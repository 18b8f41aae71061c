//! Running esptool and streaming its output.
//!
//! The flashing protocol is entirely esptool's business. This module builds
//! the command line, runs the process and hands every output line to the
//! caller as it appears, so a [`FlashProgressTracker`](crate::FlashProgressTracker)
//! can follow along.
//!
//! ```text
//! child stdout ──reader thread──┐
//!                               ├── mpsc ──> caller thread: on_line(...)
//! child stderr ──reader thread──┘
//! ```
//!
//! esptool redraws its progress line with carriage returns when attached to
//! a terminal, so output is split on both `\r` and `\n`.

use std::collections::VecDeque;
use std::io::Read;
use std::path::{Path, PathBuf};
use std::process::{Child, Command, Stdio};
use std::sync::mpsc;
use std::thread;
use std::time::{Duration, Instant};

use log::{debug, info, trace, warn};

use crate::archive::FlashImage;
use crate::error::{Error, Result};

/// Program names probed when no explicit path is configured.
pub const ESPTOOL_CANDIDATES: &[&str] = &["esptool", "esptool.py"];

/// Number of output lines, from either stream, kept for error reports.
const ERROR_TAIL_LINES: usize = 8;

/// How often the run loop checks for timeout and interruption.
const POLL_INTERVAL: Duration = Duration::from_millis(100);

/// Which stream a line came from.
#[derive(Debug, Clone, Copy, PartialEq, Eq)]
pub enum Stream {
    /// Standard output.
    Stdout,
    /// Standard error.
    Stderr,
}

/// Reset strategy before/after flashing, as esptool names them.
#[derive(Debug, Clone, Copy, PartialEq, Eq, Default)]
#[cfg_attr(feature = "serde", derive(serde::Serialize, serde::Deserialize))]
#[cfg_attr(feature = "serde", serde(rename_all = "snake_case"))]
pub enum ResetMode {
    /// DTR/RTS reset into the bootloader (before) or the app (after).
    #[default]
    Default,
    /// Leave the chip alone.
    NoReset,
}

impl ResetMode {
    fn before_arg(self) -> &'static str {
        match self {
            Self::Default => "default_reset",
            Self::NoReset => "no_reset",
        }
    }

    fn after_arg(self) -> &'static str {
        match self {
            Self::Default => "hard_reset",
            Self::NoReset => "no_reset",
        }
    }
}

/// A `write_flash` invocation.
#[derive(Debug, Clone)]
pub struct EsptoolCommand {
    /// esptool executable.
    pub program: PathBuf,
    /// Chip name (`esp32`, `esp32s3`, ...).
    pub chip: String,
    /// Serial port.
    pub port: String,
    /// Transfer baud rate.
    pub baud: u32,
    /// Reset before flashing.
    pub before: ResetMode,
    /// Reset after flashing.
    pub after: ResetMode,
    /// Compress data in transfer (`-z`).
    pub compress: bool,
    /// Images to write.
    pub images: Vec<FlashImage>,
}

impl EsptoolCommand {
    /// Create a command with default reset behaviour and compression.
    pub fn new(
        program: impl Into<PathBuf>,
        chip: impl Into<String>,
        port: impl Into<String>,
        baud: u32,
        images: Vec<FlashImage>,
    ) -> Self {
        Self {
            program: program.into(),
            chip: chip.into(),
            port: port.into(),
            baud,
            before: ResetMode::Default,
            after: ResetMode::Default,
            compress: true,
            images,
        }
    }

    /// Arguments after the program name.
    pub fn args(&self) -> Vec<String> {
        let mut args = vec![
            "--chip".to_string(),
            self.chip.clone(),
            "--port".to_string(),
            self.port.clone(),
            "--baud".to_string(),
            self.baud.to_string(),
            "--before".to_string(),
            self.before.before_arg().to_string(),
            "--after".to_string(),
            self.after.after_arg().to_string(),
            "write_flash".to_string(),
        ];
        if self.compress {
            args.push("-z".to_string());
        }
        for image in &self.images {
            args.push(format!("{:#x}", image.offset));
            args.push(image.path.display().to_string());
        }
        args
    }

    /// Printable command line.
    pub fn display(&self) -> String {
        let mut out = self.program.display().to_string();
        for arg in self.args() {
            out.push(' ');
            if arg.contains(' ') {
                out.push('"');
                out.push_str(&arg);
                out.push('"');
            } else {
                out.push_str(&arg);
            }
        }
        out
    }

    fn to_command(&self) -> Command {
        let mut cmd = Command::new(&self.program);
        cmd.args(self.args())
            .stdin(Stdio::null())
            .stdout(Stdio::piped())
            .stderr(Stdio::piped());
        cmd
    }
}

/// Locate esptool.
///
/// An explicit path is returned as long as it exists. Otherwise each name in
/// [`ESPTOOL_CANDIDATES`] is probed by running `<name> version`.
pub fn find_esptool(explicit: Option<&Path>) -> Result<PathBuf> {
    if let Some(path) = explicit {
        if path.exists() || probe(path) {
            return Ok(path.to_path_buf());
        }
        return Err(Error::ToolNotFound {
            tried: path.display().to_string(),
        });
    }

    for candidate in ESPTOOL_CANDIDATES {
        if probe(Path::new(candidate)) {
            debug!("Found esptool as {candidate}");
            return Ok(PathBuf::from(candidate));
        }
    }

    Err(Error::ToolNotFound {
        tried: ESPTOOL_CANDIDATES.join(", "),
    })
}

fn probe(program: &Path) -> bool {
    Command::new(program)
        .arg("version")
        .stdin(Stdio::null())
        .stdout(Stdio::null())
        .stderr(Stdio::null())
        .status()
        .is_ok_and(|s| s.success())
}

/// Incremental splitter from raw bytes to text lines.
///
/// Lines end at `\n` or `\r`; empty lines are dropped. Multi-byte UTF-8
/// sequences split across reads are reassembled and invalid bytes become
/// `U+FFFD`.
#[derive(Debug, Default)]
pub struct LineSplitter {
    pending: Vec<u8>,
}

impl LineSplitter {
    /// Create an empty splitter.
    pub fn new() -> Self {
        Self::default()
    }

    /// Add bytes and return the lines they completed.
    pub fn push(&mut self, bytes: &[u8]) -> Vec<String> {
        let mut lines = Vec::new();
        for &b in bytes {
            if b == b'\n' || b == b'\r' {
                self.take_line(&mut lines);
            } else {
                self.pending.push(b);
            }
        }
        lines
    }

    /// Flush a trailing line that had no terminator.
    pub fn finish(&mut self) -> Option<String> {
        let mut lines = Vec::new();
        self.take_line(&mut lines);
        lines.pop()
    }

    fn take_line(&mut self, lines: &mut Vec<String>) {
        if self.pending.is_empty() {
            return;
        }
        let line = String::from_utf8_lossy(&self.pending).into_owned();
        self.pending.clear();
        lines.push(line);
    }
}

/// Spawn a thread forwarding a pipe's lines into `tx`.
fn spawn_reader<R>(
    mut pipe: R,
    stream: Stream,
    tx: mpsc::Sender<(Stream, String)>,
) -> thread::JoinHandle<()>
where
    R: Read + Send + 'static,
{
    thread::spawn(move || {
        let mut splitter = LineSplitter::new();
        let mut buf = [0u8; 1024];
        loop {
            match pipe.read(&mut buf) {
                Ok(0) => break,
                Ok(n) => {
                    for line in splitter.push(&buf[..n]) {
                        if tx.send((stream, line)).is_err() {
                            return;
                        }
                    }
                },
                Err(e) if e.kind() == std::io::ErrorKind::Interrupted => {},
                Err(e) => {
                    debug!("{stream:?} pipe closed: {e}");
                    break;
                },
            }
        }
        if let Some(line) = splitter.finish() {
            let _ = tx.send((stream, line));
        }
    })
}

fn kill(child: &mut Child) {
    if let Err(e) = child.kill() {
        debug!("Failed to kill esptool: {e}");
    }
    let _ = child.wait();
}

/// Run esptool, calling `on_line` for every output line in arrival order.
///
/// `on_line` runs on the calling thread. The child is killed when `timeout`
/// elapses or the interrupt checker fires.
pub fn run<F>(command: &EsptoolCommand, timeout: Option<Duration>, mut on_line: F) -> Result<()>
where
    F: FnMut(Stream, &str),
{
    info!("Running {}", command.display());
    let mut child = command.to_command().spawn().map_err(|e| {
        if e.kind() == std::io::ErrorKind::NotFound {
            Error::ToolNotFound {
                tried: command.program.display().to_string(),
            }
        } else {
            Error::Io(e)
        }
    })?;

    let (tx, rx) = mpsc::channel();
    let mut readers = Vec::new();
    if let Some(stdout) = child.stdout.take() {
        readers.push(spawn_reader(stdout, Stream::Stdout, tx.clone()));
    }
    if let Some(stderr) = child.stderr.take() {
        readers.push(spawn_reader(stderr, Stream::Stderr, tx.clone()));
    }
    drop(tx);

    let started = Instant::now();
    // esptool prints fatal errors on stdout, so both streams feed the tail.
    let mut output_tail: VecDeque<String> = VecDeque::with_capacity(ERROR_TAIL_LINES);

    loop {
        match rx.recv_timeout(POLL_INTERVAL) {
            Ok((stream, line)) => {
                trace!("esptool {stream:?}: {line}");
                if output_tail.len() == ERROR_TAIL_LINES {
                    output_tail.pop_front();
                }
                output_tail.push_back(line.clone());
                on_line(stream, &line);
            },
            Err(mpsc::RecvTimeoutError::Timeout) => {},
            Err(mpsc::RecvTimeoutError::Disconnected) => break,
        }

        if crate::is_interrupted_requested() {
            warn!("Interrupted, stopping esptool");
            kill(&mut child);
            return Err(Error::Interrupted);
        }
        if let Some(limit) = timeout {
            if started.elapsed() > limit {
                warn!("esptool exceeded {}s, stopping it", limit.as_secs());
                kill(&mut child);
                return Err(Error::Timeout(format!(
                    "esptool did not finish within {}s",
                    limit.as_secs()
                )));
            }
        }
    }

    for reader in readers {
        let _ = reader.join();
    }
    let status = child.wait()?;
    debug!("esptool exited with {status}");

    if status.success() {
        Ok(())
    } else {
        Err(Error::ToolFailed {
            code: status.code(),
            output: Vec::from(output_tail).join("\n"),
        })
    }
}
◇ ◇ ◇ ◇ ◇ ◇ ◇
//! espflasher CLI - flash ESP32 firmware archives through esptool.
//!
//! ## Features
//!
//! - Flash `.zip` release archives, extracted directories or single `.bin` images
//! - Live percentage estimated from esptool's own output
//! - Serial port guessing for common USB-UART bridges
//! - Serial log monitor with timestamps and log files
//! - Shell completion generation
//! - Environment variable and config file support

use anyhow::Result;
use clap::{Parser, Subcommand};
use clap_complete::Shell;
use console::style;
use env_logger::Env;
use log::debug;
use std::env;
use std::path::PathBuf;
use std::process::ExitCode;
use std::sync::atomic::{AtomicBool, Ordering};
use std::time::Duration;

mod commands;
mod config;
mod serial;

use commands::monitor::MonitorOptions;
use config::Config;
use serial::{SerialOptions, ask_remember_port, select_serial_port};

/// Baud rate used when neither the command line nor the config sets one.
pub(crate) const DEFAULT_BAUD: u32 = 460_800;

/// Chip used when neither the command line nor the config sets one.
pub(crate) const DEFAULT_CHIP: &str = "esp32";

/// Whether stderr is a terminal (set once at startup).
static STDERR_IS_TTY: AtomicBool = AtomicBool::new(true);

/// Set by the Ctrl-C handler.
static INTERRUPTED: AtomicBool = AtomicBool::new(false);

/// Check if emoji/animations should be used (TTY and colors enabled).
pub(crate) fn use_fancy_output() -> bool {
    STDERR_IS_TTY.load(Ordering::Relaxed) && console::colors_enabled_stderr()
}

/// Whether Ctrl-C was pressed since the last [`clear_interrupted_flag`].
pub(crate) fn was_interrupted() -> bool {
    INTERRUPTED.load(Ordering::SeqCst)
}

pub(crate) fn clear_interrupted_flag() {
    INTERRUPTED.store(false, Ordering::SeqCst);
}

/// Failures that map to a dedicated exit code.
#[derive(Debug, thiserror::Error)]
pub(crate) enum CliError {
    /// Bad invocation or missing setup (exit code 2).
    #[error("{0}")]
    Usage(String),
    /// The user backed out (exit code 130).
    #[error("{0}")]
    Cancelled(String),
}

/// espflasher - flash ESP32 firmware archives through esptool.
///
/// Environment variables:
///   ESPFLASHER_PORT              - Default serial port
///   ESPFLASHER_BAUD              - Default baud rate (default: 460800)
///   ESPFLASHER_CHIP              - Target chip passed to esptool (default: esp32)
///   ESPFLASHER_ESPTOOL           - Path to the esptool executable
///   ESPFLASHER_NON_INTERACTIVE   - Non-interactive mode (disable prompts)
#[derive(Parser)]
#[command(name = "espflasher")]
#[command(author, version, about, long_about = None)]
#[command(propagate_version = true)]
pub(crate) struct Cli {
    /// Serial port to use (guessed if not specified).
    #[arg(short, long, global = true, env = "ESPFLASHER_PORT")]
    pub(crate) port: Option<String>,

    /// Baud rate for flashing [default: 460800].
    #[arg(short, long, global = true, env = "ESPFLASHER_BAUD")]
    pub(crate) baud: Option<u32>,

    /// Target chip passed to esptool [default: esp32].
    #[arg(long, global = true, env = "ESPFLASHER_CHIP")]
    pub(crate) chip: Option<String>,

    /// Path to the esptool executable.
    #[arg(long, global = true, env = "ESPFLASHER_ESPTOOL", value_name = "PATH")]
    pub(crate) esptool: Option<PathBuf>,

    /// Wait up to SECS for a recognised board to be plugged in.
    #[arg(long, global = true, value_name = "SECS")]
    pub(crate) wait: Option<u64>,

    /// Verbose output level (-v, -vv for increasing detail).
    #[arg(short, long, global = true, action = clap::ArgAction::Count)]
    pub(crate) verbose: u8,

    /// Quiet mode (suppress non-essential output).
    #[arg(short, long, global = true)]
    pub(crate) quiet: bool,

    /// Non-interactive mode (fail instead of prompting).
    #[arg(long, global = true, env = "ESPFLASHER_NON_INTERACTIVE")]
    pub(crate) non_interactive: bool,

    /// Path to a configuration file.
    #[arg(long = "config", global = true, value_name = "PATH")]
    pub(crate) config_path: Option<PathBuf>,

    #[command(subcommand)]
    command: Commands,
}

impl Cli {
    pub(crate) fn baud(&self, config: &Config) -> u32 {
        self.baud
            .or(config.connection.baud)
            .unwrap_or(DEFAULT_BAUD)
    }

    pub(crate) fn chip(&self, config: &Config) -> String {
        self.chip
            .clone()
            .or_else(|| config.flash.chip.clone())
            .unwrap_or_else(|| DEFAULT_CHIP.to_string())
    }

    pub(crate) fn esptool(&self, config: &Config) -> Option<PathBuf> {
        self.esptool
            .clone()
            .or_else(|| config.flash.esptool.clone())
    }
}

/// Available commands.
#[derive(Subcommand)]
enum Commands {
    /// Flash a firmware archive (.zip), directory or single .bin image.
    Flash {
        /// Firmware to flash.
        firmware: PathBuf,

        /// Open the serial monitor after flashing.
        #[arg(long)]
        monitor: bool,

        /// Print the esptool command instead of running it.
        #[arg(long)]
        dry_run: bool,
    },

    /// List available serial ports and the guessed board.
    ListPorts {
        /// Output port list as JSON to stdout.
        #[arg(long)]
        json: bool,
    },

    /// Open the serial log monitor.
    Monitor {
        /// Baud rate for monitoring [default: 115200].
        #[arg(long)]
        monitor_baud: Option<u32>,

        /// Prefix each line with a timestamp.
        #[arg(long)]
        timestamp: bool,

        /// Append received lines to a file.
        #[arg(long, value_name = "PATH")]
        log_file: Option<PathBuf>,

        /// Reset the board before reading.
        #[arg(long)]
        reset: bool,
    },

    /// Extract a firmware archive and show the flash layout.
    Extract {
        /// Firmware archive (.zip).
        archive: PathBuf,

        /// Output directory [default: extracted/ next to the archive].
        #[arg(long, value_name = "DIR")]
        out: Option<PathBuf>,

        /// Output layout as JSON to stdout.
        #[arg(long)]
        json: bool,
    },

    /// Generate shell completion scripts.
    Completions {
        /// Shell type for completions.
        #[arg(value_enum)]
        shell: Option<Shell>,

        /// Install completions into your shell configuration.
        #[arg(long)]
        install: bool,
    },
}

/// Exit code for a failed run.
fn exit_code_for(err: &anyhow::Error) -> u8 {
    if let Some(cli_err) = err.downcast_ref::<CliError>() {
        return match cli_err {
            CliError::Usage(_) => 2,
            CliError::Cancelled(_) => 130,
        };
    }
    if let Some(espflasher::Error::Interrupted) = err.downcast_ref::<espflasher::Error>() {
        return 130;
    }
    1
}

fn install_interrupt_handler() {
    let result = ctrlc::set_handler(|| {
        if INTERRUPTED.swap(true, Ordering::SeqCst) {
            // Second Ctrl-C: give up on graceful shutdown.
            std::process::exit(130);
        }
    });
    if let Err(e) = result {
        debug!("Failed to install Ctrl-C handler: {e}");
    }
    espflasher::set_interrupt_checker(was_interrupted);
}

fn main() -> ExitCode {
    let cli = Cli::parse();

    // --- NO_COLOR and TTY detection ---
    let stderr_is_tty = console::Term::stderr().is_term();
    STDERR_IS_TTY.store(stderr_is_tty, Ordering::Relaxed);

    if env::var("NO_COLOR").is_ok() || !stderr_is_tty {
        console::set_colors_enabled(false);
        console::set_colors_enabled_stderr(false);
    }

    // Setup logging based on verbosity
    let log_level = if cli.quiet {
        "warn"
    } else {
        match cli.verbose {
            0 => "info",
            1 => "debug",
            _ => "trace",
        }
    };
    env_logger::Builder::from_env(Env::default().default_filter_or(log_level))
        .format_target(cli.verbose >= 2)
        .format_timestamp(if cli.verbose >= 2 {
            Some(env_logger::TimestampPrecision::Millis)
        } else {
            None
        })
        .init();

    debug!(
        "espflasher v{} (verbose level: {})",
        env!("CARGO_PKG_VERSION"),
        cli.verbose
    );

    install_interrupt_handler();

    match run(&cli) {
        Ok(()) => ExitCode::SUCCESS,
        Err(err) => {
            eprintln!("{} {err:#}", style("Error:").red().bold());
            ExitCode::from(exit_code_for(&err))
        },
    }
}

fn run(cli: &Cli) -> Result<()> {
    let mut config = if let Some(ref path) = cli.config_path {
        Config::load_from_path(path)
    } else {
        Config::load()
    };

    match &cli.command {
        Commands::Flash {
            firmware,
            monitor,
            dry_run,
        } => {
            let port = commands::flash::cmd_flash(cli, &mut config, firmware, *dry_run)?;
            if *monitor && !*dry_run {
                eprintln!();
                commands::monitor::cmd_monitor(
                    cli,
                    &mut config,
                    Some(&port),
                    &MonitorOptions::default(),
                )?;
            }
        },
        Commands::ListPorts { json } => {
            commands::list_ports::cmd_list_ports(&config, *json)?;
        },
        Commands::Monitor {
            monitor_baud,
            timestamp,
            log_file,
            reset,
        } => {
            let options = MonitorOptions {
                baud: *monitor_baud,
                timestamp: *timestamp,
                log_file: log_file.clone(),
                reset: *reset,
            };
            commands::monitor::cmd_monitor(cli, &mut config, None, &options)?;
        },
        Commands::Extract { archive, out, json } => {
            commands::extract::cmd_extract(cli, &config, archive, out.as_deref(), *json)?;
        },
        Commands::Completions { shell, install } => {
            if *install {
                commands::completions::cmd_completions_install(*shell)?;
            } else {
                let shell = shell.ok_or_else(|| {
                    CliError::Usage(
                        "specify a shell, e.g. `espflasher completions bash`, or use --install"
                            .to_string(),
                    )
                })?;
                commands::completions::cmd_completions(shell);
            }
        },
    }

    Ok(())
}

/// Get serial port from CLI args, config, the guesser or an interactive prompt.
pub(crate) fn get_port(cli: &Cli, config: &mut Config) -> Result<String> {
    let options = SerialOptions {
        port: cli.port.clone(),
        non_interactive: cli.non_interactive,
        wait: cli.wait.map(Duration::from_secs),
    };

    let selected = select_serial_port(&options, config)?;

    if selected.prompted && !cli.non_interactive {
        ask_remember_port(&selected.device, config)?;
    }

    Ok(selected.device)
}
◇ ◇ ◇ ◇ ◇ ◇ ◇
[Brief] Return only the number of lines in the records above that include the string "static".

[Response to the exercise] 5